Why would I pay for a satellite tracking service when AIS can do it for free?
A quick warm up to AIS and comparative notes below. There are specific technologies that are built for specific purposes and they are GREAT at providing the intended service for the intended solution. AIS is a good global generalized picture of assets in the loosest terms possible because it’s not what it was built for. We will get into details how/why/what below. There are applications where AIS is good to great, safety while sailing at sea, not getting ran over by a cargo ship at night or low visibility, etc. But there are so many projects coming up that are trying to replace medium to high intelligence satellite tracking devices with low intelligence AIS which is mostly driven by cost. Why would you move from paying nothing for AIS to a small fee per asset for a global commercially ran satellite network? We will explain the technology differences, and please ask us for any analysis of your specific project.
It would be great if we could embrace the data from AIS and rely on it similar to a satellite based transceiver/tracker, but it is simply not possible to compare the two animals. Because AIS works via transponders that are community owned, or satellites that skim signals, the reliability is not controllable or measurable. To start with AIS has no confirmation of message transmission/receipt, and most often are received by community installed and aggregated ground stations that are not centrally owned or controlled.
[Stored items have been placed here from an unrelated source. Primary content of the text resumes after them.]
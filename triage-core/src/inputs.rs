//! Invocation inputs
//!
//! The automation platform exposes step inputs as environment variables and
//! leaves unset inputs as empty strings, so blank values count as missing.

use std::fmt;

use crate::{Error, Result, Secrets};

/// The four values every invocation needs
#[derive(Clone, PartialEq, Eq)]
pub struct Inputs {
    /// URL of the target project board
    pub project_url: String,
    /// Credential for the GraphQL API
    pub github_token: String,
    /// Status to transition eligible items to
    pub new_status: String,
    /// Status an item must currently have to be eligible
    pub open_status: String,
}

impl Inputs {
    /// Assemble inputs, rejecting blank values
    ///
    /// The token falls back to `GITHUB_TOKEN` and then to the secrets file
    /// when not given directly.
    pub fn from_parts(
        project_url: Option<String>,
        github_token: Option<String>,
        new_status: Option<String>,
        open_status: Option<String>,
        secrets: &Secrets,
    ) -> Result<Self> {
        Self::from_parts_with(
            project_url,
            github_token,
            new_status,
            open_status,
            || secrets.github_token(),
        )
    }

    fn from_parts_with(
        project_url: Option<String>,
        github_token: Option<String>,
        new_status: Option<String>,
        open_status: Option<String>,
        fallback_token: impl FnOnce() -> Option<String>,
    ) -> Result<Self> {
        let github_token = match non_blank(github_token) {
            Some(token) => token,
            None => fallback_token()
                .ok_or_else(|| Error::MissingInput("github-token".to_string()))?,
        };

        Ok(Self {
            project_url: required("project-url", project_url)?,
            github_token,
            new_status: required("new-status", new_status)?,
            open_status: required("open-status", open_status)?,
        })
    }
}

impl fmt::Debug for Inputs {
    fn fmt(&self, f: &mut fmt::Formatter<'_>) -> fmt::Result {
        f.debug_struct("Inputs")
            .field("project_url", &self.project_url)
            .field("new_status", &self.new_status)
            .field("open_status", &self.open_status)
            .finish_non_exhaustive()
    }
}

fn non_blank(value: Option<String>) -> Option<String> {
    value
        .map(|v| v.trim().to_string())
        .filter(|v| !v.is_empty())
}

fn required(name: &str, value: Option<String>) -> Result<String> {
    non_blank(value).ok_or_else(|| Error::MissingInput(name.to_string()))
}
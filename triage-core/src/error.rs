//! Error types for triage

use thiserror::Error;

/// Result type alias for triage operations
pub type Result<T> = std::result::Result<T, Error>;

/// Error type for triage operations
#[derive(Error, Debug)]
pub enum Error {
    /// The project URL does not have the expected shape
    #[error("Invalid project URL '{input}': {reason}")]
    InvalidConfiguration {
        /// The offending input, verbatim
        input: String,
        /// What was wrong with it
        reason: String,
    },

    /// The owner segment of the project URL is neither `orgs` nor `users`
    #[error("Unsupported project owner type '{0}', expected 'orgs' or 'users'")]
    UnsupportedOwnerType(String),

    /// A read query against the project board failed
    #[error("Failed to query {context}: {message}")]
    RemoteQuery {
        /// What was being resolved
        context: String,
        /// Underlying failure
        message: String,
    },

    /// The triggering item is not on the configured project board
    #[error("#{0} is not linked to the configured project")]
    MissingProjectItem(u64),

    /// The status update mutation failed
    #[error("Failed to update {context}: {message}")]
    RemoteMutation {
        /// What was being updated
        context: String,
        /// Underlying failure
        message: String,
    },

    /// A required input was not supplied
    #[error("Input required and not supplied: {0}")]
    MissingInput(String),

    /// The triggering event payload could not be used
    #[error("Event error: {0}")]
    Event(String),

    /// Configuration error
    #[error("Configuration error: {0}")]
    Config(String),

    /// IO error
    #[error("IO error: {0}")]
    Io(#[from] std::io::Error),

    /// JSON serialization/deserialization error
    #[error("JSON error: {0}")]
    Json(#[from] serde_json::Error),
}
This can be augmented with satellite based receivers that are commercially controlled and predictable, but AIS was not installed or designed around satellite transmission as the antenna’s onboard ships are linearly polarized, and not pointed towards the sky. Both mean the reception is unpredictable and unverifiable. We understand the flow of data extremely well, and can’t compare AIS competitive solutions vs any satellite tracker. AIS is AMAZING at what it was built to do, and that is to prevent collisions and ID nearby vessels and aircraft for safety. What it is terrible at doing is M2M and tracking. The network of AIS is built on a low reliability and unknown coverage of land based transponders, and delayed reports over satellite based AIS relays. And then there is the total deal breaker, the lack of message confirmation for safety and high risk situations. The cost of true two way satellite communications is so inexpensive in comparison.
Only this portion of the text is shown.